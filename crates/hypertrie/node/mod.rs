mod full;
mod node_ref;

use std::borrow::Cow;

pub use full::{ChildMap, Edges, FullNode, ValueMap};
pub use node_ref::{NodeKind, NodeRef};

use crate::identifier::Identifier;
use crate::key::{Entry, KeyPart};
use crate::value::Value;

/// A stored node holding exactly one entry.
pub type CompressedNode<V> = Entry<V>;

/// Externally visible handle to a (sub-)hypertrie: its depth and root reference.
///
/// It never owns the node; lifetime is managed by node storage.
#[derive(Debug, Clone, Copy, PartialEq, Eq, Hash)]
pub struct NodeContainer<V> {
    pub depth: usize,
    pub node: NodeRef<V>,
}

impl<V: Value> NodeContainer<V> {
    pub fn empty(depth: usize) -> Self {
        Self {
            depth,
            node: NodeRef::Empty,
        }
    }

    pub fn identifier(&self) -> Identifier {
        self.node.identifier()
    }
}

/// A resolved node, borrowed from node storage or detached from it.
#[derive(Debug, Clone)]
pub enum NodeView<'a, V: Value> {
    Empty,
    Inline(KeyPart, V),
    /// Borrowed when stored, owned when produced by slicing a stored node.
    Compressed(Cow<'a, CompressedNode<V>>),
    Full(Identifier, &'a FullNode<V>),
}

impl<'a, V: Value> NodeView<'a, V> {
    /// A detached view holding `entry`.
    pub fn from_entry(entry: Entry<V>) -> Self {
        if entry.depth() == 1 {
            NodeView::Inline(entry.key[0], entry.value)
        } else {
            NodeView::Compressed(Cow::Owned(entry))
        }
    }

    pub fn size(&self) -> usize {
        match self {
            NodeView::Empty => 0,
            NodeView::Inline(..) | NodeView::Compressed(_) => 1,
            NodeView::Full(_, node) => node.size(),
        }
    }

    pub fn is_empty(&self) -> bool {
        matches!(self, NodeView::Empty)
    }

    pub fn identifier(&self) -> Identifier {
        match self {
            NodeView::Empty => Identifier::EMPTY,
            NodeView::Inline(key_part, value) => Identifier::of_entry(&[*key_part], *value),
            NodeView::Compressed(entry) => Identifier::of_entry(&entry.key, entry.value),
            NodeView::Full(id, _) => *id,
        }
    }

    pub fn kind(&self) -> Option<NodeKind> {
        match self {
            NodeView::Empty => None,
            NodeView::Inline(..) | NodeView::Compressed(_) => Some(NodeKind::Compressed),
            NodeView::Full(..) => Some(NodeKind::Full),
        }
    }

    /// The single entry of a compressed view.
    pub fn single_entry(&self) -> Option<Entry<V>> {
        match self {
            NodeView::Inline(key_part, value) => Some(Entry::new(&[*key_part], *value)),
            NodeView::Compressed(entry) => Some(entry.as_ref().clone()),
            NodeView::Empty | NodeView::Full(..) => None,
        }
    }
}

···

Problem to work on>
Now copy each line of the entries that mentions "holding".

Expected answer>
/// A stored node holding exactly one entry.
    /// A detached view holding `entry`.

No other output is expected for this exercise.